Не лишним будет привести одно из писем, написанных ею сыну, которому было тогда шестнадцать лет.
Мне кажется, оно должно вызвать самое благоприятное отношение к ним обоим.
«Виши, 15 июля 1813 года.
Я страдала несколько дней от сильной болезни горла и очень скучала, дитя мое. Сегодня мне немного лучше, и мне хочется развлечься письмом к тебе. Ты бранишь меня за молчание и к тому же давно хвастаешься своими четырьмя письмами. Я не хочу больше оставаться в долгу перед тобой, и благодаря этому письму когда-нибудь и я смогу побранить тебя, если представится случай.
Дорогой друг мой, я шаг за шагом слежу за твоими занятиями и вижу, что ты очень занят в этом июле месяце, когда я веду такую монотонную жизнь. Я приблизительно знаю, что ты говоришь и делаешь по четвергам и воскресеньям.
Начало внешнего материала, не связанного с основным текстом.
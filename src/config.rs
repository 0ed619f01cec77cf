//! Resolution configuration.
//!
//! Configuration is an immutable value passed explicitly to the resolver and
//! hooks; nothing is read from process-wide state. Each field defaults
//! independently, and within a field the source list and parameter names
//! default independently too.
//!
//! # Examples
//!
//! ```
//! use request_locale::{Config, Field, Source};
//!
//! let config = Config::from_toml_str(r#"
//!     session_key = "i18n"
//!
//!     [locale]
//!     sources = ["query", "session", "accept_language"]
//!     params = ["locale", "lang"]
//!
//!     [language]
//!     sources = ["accept_language"]
//!     accept_language_filter = "de"
//!
//!     [region]
//!     sources = ["host"]
//! "#).unwrap();
//!
//! assert_eq!(config.session_key(), "i18n");
//! assert_eq!(config.field(Field::Locale).params(), ["locale", "lang"]);
//! assert_eq!(config.field(Field::Region).params(), ["region"]);
//! assert_eq!(config.field(Field::Language).accept_language_filter(), Some("de"));
//! assert_eq!(config.field(Field::Region).sources(), [Source::Host]);
//! ```

use std::fmt;

use serde::{Deserialize, Serialize};

use crate::session::DEFAULT_SESSION_KEY;
use crate::source::Source;

/// One of the three resolvable attributes.
#[derive(Debug, Clone, Copy, PartialEq, Eq, Hash, PartialOrd, Ord, Serialize, Deserialize)]
#[serde(rename_all = "snake_case")]
pub enum Field {
    /// Full locale tag, e.g. `fr-CH`.
    Locale,
    /// Language, e.g. `fr`.
    Language,
    /// Region, e.g. `CH`.
    Region,
}

impl Field {
    /// Every field, in resolution order.
    pub const ALL: [Field; 3] = [Field::Locale, Field::Language, Field::Region];

    /// Returns the attribute key for this field.
    pub fn as_str(self) -> &'static str {
        match self {
            Field::Locale => "locale",
            Field::Language => "language",
            Field::Region => "region",
        }
    }
}

impl fmt::Display for Field {
    fn fmt(&self, f: &mut fmt::Formatter<'_>) -> fmt::Result {
        f.write_str(self.as_str())
    }
}

/// Sources and parameter names for a single field.
///
/// Sources are tried in order; for each source, parameter names are tried
/// in order. The first non-empty value wins.
///
/// Parameter names are lookup keys only. [`Source::AcceptLanguage`] returns
/// the first listed tag unless an explicit primary-subtag filter is set.
#[derive(Debug, Clone, PartialEq, Eq, Serialize)]
pub struct FieldConfig {
    sources: Vec<Source>,
    params: Vec<String>,
    #[serde(skip_serializing_if = "Option::is_none")]
    accept_language_filter: Option<String>,
}

impl FieldConfig {
    /// Creates a configuration from explicit lists.
    pub fn new(
        sources: impl IntoIterator<Item = Source>,
        params: impl IntoIterator<Item = impl Into<String>>,
    ) -> Self {
        Self {
            sources: sources.into_iter().collect(),
            params: params.into_iter().map(Into::into).collect(),
            accept_language_filter: None,
        }
    }

    /// Default configuration for `field`: [`Source::DEFAULT_ORDER`] and the
    /// field's own name as the only parameter.
    pub fn for_field(field: Field) -> Self {
        Self::new(Source::DEFAULT_ORDER, [field.as_str()])
    }

    /// Replaces the source list.
    pub fn with_sources(mut self, sources: impl IntoIterator<Item = Source>) -> Self {
        self.sources = sources.into_iter().collect();
        self
    }

    /// Replaces the parameter names.
    pub fn with_params(mut self, params: impl IntoIterator<Item = impl Into<String>>) -> Self {
        self.params = params.into_iter().map(Into::into).collect();
        self
    }

    /// Restricts [`Source::AcceptLanguage`] to tags whose primary subtag is
    /// `primary`, e.g. `"de"` picks `de-CH` out of `fr-CH, de-CH`.
    pub fn with_accept_language_filter(mut self, primary: impl Into<String>) -> Self {
        self.accept_language_filter = Some(primary.into());
        self
    }

    /// Sources in priority order.
    pub fn sources(&self) -> &[Source] {
        &self.sources
    }

    /// Candidate parameter names in priority order.
    pub fn params(&self) -> &[String] {
        &self.params
    }

    /// Primary subtag filter for [`Source::AcceptLanguage`], if any.
    pub fn accept_language_filter(&self) -> Option<&str> {
        self.accept_language_filter.as_deref()
    }
}

/// Error returned when configuration cannot be loaded.
#[derive(Debug, thiserror::Error)]
pub enum ConfigError {
    /// The document is not valid TOML or does not match the schema.
    #[error("invalid locale configuration: {0}")]
    Parse(#[from] toml::de::Error),
}

/// Configuration for the resolver and hooks.
#[derive(Debug, Clone, PartialEq, Eq, Serialize, Deserialize)]
#[serde(from = "RawConfig")]
pub struct Config {
    locale: FieldConfig,
    language: FieldConfig,
    region: FieldConfig,
    session_key: String,
}

impl Config {
    /// Parses configuration from a TOML document.
    ///
    /// # Errors
    ///
    /// Returns [`ConfigError::Parse`] for malformed documents and unknown
    /// source names.
    pub fn from_toml_str(document: &str) -> Result<Self, ConfigError> {
        Ok(toml::from_str(document)?)
    }

    /// Replaces the configuration for one field.
    pub fn with_field(mut self, field: Field, config: FieldConfig) -> Self {
        *self.field_mut(field) = config;
        self
    }

    /// Replaces the reserved session key.
    pub fn with_session_key(mut self, key: impl Into<String>) -> Self {
        self.session_key = key.into();
        self
    }

    /// Returns the configuration for `field`.
    pub fn field(&self, field: Field) -> &FieldConfig {
        match field {
            Field::Locale => &self.locale,
            Field::Language => &self.language,
            Field::Region => &self.region,
        }
    }

    fn field_mut(&mut self, field: Field) -> &mut FieldConfig {
        match field {
            Field::Locale => &mut self.locale,
            Field::Language => &mut self.language,
            Field::Region => &mut self.region,
        }
    }

    /// Top-level session key under which resolved fields are persisted.
    pub fn session_key(&self) -> &str {
        &self.session_key
    }
}

impl Default for Config {
    fn default() -> Self {
        Self {
            locale: FieldConfig::for_field(Field::Locale),
            language: FieldConfig::for_field(Field::Language),
            region: FieldConfig::for_field(Field::Region),
            session_key: DEFAULT_SESSION_KEY.to_string(),
        }
    }
}

#[derive(Deserialize)]
#[serde(deny_unknown_fields)]
struct RawFieldConfig {
    sources: Option<Vec<Source>>,
    params: Option<Vec<String>>,
    accept_language_filter: Option<String>,
}

#[derive(Deserialize)]
#[serde(deny_unknown_fields)]
struct RawConfig {
    locale: Option<RawFieldConfig>,
    language: Option<RawFieldConfig>,
    region: Option<RawFieldConfig>,
    session_key: Option<String>,
}

impl RawFieldConfig {
    fn into_config(raw: Option<Self>, field: Field) -> FieldConfig {
        let mut config = FieldConfig::for_field(field);
        if let Some(raw) = raw {
            if let Some(sources) = raw.sources {
                config.sources = sources;
            }
            if let Some(params) = raw.params {
                config.params = params;
            }
            config.accept_language_filter = raw.accept_language_filter;
        }
        config
    }
}

impl From<RawConfig> for Config {
    fn from(raw: RawConfig) -> Self {
        Self {
            locale: RawFieldConfig::into_config(raw.locale, Field::Locale),
            language: RawFieldConfig::into_config(raw.language, Field::Language),
            region: RawFieldConfig::into_config(raw.region, Field::Region),
            session_key: raw
                .session_key
                .unwrap_or_else(|| DEFAULT_SESSION_KEY.to_string()),
        }
    }
}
Госпожа де Грасс рассказывает мне об этих беседах с тобой и очень меня этим развлекает. Например, она рассказала мне, что в прошлый раз ты говорил ей обо мне много хорошего и что, когда мы беседуем с тобой, ты порой склонен приписывать мне слишком много ума. Но, право, это опасение не должно тебя останавливать, так как у тебя, дитя мое, несомненно, не меньше ума, чем у меня. Я говорю это откровенно, потому что это преимущество обыкновенно нуждается в том, чтобы иметь опору во многом другом, и, говоря тебе это, я скорее тебя предостерегаю, чем хвалю. Если наш разговор с тобой бывает несколько серьезным, то припиши это моим обязанностям матери, которые я еще доканчиваю по отношению к тебе, и некоторым счастливым мыслям, которые я, как мне кажется, нахожу в своем уме и которые хотелось бы передать тебе. Когда мне покажется, что я дошла до момента прекращения всяких предупреждений, тогда мы будем лучше говорить друг с другом для собственного удовольствия, обмениваясь мыслями и замечаниями о тех и других, и все это откровенно, не боясь поссориться, в условиях самой полной, искренней и взаимной дружбы. Я представляю себе, что такая дружба прекрасно может существовать между матерью и сыном. Между нами нет той разницы лет, которая мешала бы мне понимать твою молодость и разделять некоторые из твоих впечатлений. Головы женщин долго остаются молодыми, а в голове матери всегда найдется уголок, имеющий как будто возраст ее ребенка.